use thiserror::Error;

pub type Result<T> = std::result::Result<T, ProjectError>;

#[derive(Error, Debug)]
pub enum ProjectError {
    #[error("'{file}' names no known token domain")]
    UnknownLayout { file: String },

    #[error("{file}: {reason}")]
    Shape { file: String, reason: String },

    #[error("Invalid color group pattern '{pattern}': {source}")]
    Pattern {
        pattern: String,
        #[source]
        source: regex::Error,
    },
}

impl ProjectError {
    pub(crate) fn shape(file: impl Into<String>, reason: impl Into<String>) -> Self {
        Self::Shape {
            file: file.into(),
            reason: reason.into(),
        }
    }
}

> Work to be completed
Filter the listing above, keeping only the lines with "file".

> Exercise output
    #[error("'{file}' names no known token domain")]
    UnknownLayout { file: String },
    #[error("{file}: {reason}")]
    Shape { file: String, reason: String },
    pub(crate) fn shape(file: impl Into<String>, reason: impl Into<String>) -> Self {
            file: file.into(),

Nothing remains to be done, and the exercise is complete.